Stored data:
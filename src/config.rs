//! Harness configuration (autotest.toml)
//!
//! Every section is optional; missing keys fall back to the built-in
//! fixture conventions. Precedence: built-in defaults → config file → CLI flags.

use serde::{Deserialize, Serialize};
use std::fs;
use std::io;
use std::path::{Path, PathBuf};

use crate::pairing::PairingRules;

/// Config file looked up in the working directory when `--config` is absent.
pub const DEFAULT_CONFIG_PATH: &str = "autotest.toml";

/// Error types for config operations
#[derive(Debug, thiserror::Error)]
pub enum ConfigError {
    #[error("Failed to read config file {path}: {source}")]
    IoError {
        path: PathBuf,
        #[source]
        source: io::Error,
    },

    #[error("Failed to parse TOML: {0}")]
    ParseError(#[from] toml::de::Error),

    #[error("Validation error: {0}")]
    ValidationError(String),
}

/// Where fixtures sit below each root directory.
#[derive(Debug, Clone, PartialEq, Eq, Serialize, Deserialize)]
#[serde(default)]
pub struct LayoutConfig {
    /// Depth of leaf test directories below a root that has subdirectories.
    pub fixture_depth: usize,
}

impl Default for LayoutConfig {
    fn default() -> Self {
        Self { fixture_depth: 1 }
    }
}

/// Names of generated artifacts.
#[derive(Debug, Clone, PartialEq, Eq, Serialize, Deserialize)]
#[serde(default)]
pub struct OutputConfig {
    /// Prefix of every report file written next to its query file.
    pub report_prefix: String,

    /// Plain-text run summary, overwritten on each run.
    pub summary_path: PathBuf,

    /// Machine-readable run summary, written with `--json`.
    pub json_summary_path: PathBuf,
}

impl Default for OutputConfig {
    fn default() -> Self {
        Self {
            report_prefix: "output-".to_string(),
            summary_path: PathBuf::from("autotester_summary.txt"),
            json_summary_path: PathBuf::from("autotester_summary.json"),
        }
    }
}

/// Full harness configuration.
#[derive(Debug, Clone, Default, PartialEq, Eq, Serialize, Deserialize)]
#[serde(default)]
pub struct HarnessConfig {
    pub pairing: PairingRules,
    pub layout: LayoutConfig,
    pub output: OutputConfig,
}

impl HarnessConfig {
    /// Load and parse config from a TOML file
    pub fn from_file(path: &Path) -> Result<Self, ConfigError> {
        let contents = fs::read_to_string(path).map_err(|source| ConfigError::IoError {
            path: path.to_path_buf(),
            source,
        })?;
        Self::from_str(&contents)
    }

    /// Parse config from a TOML string
    pub fn from_str(s: &str) -> Result<Self, ConfigError> {
        let config: HarnessConfig = toml::from_str(s)?;
        config.validate()?;
        Ok(config)
    }

    /// Load an explicit config file, or `autotest.toml` if it exists, or defaults.
    pub fn load(explicit: Option<&Path>) -> Result<Self, ConfigError> {
        match explicit {
            Some(path) => Self::from_file(path),
            None => {
                let path = Path::new(DEFAULT_CONFIG_PATH);
                if path.exists() {
                    Self::from_file(path)
                } else {
                    Ok(Self::default())
                }
            }
        }
    }

    /// Validate the configuration
    pub fn validate(&self) -> Result<(), ConfigError> {
        let pairing = &self.pairing;

        if pairing.source_suffixes.iter().all(|s| s.is_empty()) {
            return Err(ConfigError::ValidationError(
                "At least one non-empty suffix must be defined in 'pairing.source_suffixes'"
                    .to_string(),
            ));
        }

        if pairing.query_suffixes.is_empty() && pairing.text_suffix.is_empty() {
            return Err(ConfigError::ValidationError(
                "Either 'pairing.query_suffixes' or 'pairing.text_suffix' must be set".to_string(),
            ));
        }

        for sub in &pairing.substitutions {
            if sub.query.is_empty() || sub.source.is_empty() {
                return Err(ConfigError::ValidationError(format!(
                    "Invalid substitution '{}' -> '{}': both suffixes must be non-empty",
                    sub.query, sub.source
                )));
            }
        }

        if self.layout.fixture_depth == 0 {
            return Err(ConfigError::ValidationError(
                "'layout.fixture_depth' must be at least 1".to_string(),
            ));
        }

        if self.output.report_prefix.is_empty() {
            return Err(ConfigError::ValidationError(
                "'output.report_prefix' must not be empty".to_string(),
            ));
        }

        Ok(())
    }
}

#[cfg(test)]
mod tests {
    use super::*;

    #[test]
    fn test_empty_file_gives_defaults() {
        let config = HarnessConfig::from_str("").unwrap();
        assert_eq!(config, HarnessConfig::default());
        assert_eq!(config.layout.fixture_depth, 1);
        assert_eq!(config.output.report_prefix, "output-");
        assert!(config.pairing.source_suffixes.contains(&".simple".to_string()));
    }

    #[test]
    fn test_partial_override() {
        let toml = r#"
[pairing]
excluded_marker = "aux"

[output]
summary_path = "out/summary.txt"
"#;
        let config = HarnessConfig::from_str(toml).unwrap();
        assert_eq!(config.pairing.excluded_marker, "aux");
        // Untouched keys keep their defaults.
        assert_eq!(config.pairing.text_suffix, ".txt");
        assert_eq!(config.output.summary_path, PathBuf::from("out/summary.txt"));
        assert_eq!(config.output.report_prefix, "output-");
    }

    #[test]
    fn test_substitutions_from_toml() {
        let toml = r#"
[pairing]
substitutions = [{ query = ".pql", source = ".src" }]
"#;
        let config = HarnessConfig::from_str(toml).unwrap();
        assert_eq!(config.pairing.substitutions.len(), 1);
        assert_eq!(config.pairing.derived_source("a.pql").as_deref(), Some("a.src"));
    }

    #[test]
    fn test_validation_errors() {
        let zero_depth = "[layout]\nfixture_depth = 0\n";
        assert!(matches!(
            HarnessConfig::from_str(zero_depth),
            Err(ConfigError::ValidationError(_))
        ));

        let no_sources = "[pairing]\nsource_suffixes = []\n";
        assert!(HarnessConfig::from_str(no_sources).is_err());

        let empty_prefix = "[output]\nreport_prefix = \"\"\n";
        assert!(HarnessConfig::from_str(empty_prefix).is_err());
    }

    #[test]
    fn test_invalid_toml() {
        assert!(matches!(
            HarnessConfig::from_str("[layout\n"),
            Err(ConfigError::ParseError(_))
        ));
    }

    #[test]
    fn test_explicit_missing_file_is_an_error() {
        let err = HarnessConfig::load(Some(Path::new("/nonexistent/autotest.toml"))).unwrap_err();
        assert!(matches!(err, ConfigError::IoError { .. }));
    }
}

Aim of the task → Including any blank lines, repeat the data exactly.

Answer section →
filename src/config.rs
//! Harness configuration (autotest.toml)
//!
//! Every section is optional; missing keys fall back to the built-in
//! fixture conventions. Precedence: built-in defaults → config file → CLI flags.

use serde::{Deserialize, Serialize};
use std::fs;
use std::io;
use std::path::{Path, PathBuf};

use crate::pairing::PairingRules;

/// Config file looked up in the working directory when `--config` is absent.
pub const DEFAULT_CONFIG_PATH: &str = "autotest.toml";

/// Error types for config operations
#[derive(Debug, thiserror::Error)]
pub enum ConfigError {
    #[error("Failed to read config file {path}: {source}")]
    IoError {
        path: PathBuf,
        #[source]
        source: io::Error,
    },

    #[error("Failed to parse TOML: {0}")]
    ParseError(#[from] toml::de::Error),

    #[error("Validation error: {0}")]
    ValidationError(String),
}

/// Where fixtures sit below each root directory.
#[derive(Debug, Clone, PartialEq, Eq, Serialize, Deserialize)]
#[serde(default)]
pub struct LayoutConfig {
    /// Depth of leaf test directories below a root that has subdirectories.
    pub fixture_depth: usize,
}

impl Default for LayoutConfig {
    fn default() -> Self {
        Self { fixture_depth: 1 }
    }
}

/// Names of generated artifacts.
#[derive(Debug, Clone, PartialEq, Eq, Serialize, Deserialize)]
#[serde(default)]
pub struct OutputConfig {
    /// Prefix of every report file written next to its query file.
    pub report_prefix: String,

    /// Plain-text run summary, overwritten on each run.
    pub summary_path: PathBuf,

    /// Machine-readable run summary, written with `--json`.
    pub json_summary_path: PathBuf,
}

impl Default for OutputConfig {
    fn default() -> Self {
        Self {
            report_prefix: "output-".to_string(),
            summary_path: PathBuf::from("autotester_summary.txt"),
            json_summary_path: PathBuf::from("autotester_summary.json"),
        }
    }
}

/// Full harness configuration.
#[derive(Debug, Clone, Default, PartialEq, Eq, Serialize, Deserialize)]
#[serde(default)]
pub struct HarnessConfig {
    pub pairing: PairingRules,
    pub layout: LayoutConfig,
    pub output: OutputConfig,
}

impl HarnessConfig {
    /// Load and parse config from a TOML file
    pub fn from_file(path: &Path) -> Result<Self, ConfigError> {
        let contents = fs::read_to_string(path).map_err(|source| ConfigError::IoError {
            path: path.to_path_buf(),
            source,
        })?;
        Self::from_str(&contents)
    }

    /// Parse config from a TOML string
    pub fn from_str(s: &str) -> Result<Self, ConfigError> {
        let config: HarnessConfig = toml::from_str(s)?;
        config.validate()?;
        Ok(config)
    }

    /// Load an explicit config file, or `autotest.toml` if it exists, or defaults.
    pub fn load(explicit: Option<&Path>) -> Result<Self, ConfigError> {
        match explicit {
            Some(path) => Self::from_file(path),
            None => {
                let path = Path::new(DEFAULT_CONFIG_PATH);
                if path.exists() {
                    Self::from_file(path)
                } else {
                    Ok(Self::default())
                }
            }
        }
    }

    /// Validate the configuration
    pub fn validate(&self) -> Result<(), ConfigError> {
        let pairing = &self.pairing;

        if pairing.source_suffixes.iter().all(|s| s.is_empty()) {
            return Err(ConfigError::ValidationError(
                "At least one non-empty suffix must be defined in 'pairing.source_suffixes'"
                    .to_string(),
            ));
        }

        if pairing.query_suffixes.is_empty() && pairing.text_suffix.is_empty() {
            return Err(ConfigError::ValidationError(
                "Either 'pairing.query_suffixes' or 'pairing.text_suffix' must be set".to_string(),
            ));
        }

        for sub in &pairing.substitutions {
            if sub.query.is_empty() || sub.source.is_empty() {
                return Err(ConfigError::ValidationError(format!(
                    "Invalid substitution '{}' -> '{}': both suffixes must be non-empty",
                    sub.query, sub.source
                )));
            }
        }

        if self.layout.fixture_depth == 0 {
            return Err(ConfigError::ValidationError(
                "'layout.fixture_depth' must be at least 1".to_string(),
            ));
        }

        if self.output.report_prefix.is_empty() {
            return Err(ConfigError::ValidationError(
                "'output.report_prefix' must not be empty".to_string(),
            ));
        }

        Ok(())
    }
}

#[cfg(test)]
mod tests {
    use super::*;

    #[test]
    fn test_empty_file_gives_defaults() {
        let config = HarnessConfig::from_str("").unwrap();
        assert_eq!(config, HarnessConfig::default());
        assert_eq!(config.layout.fixture_depth, 1);
        assert_eq!(config.output.report_prefix, "output-");
        assert!(config.pairing.source_suffixes.contains(&".simple".to_string()));
    }

    #[test]
    fn test_partial_override() {
        let toml = r#"
[pairing]
excluded_marker = "aux"

[output]
summary_path = "out/summary.txt"
"#;
        let config = HarnessConfig::from_str(toml).unwrap();
        assert_eq!(config.pairing.excluded_marker, "aux");
        // Untouched keys keep their defaults.
        assert_eq!(config.pairing.text_suffix, ".txt");
        assert_eq!(config.output.summary_path, PathBuf::from("out/summary.txt"));
        assert_eq!(config.output.report_prefix, "output-");
    }

    #[test]
    fn test_substitutions_from_toml() {
        let toml = r#"
[pairing]
substitutions = [{ query = ".pql", source = ".src" }]
"#;
        let config = HarnessConfig::from_str(toml).unwrap();
        assert_eq!(config.pairing.substitutions.len(), 1);
        assert_eq!(config.pairing.derived_source("a.pql").as_deref(), Some("a.src"));
    }

    #[test]
    fn test_validation_errors() {
        let zero_depth = "[layout]\nfixture_depth = 0\n";
        assert!(matches!(
            HarnessConfig::from_str(zero_depth),
            Err(ConfigError::ValidationError(_))
        ));

        let no_sources = "[pairing]\nsource_suffixes = []\n";
        assert!(HarnessConfig::from_str(no_sources).is_err());

        let empty_prefix = "[output]\nreport_prefix = \"\"\n";
        assert!(HarnessConfig::from_str(empty_prefix).is_err());
    }

    #[test]
    fn test_invalid_toml() {
        assert!(matches!(
            HarnessConfig::from_str("[layout\n"),
            Err(ConfigError::ParseError(_))
        ));
    }

    #[test]
    fn test_explicit_missing_file_is_an_error() {
        let err = HarnessConfig::load(Some(Path::new("/nonexistent/autotest.toml"))).unwrap_err();
        assert!(matches!(err, ConfigError::IoError { .. }));
    }
}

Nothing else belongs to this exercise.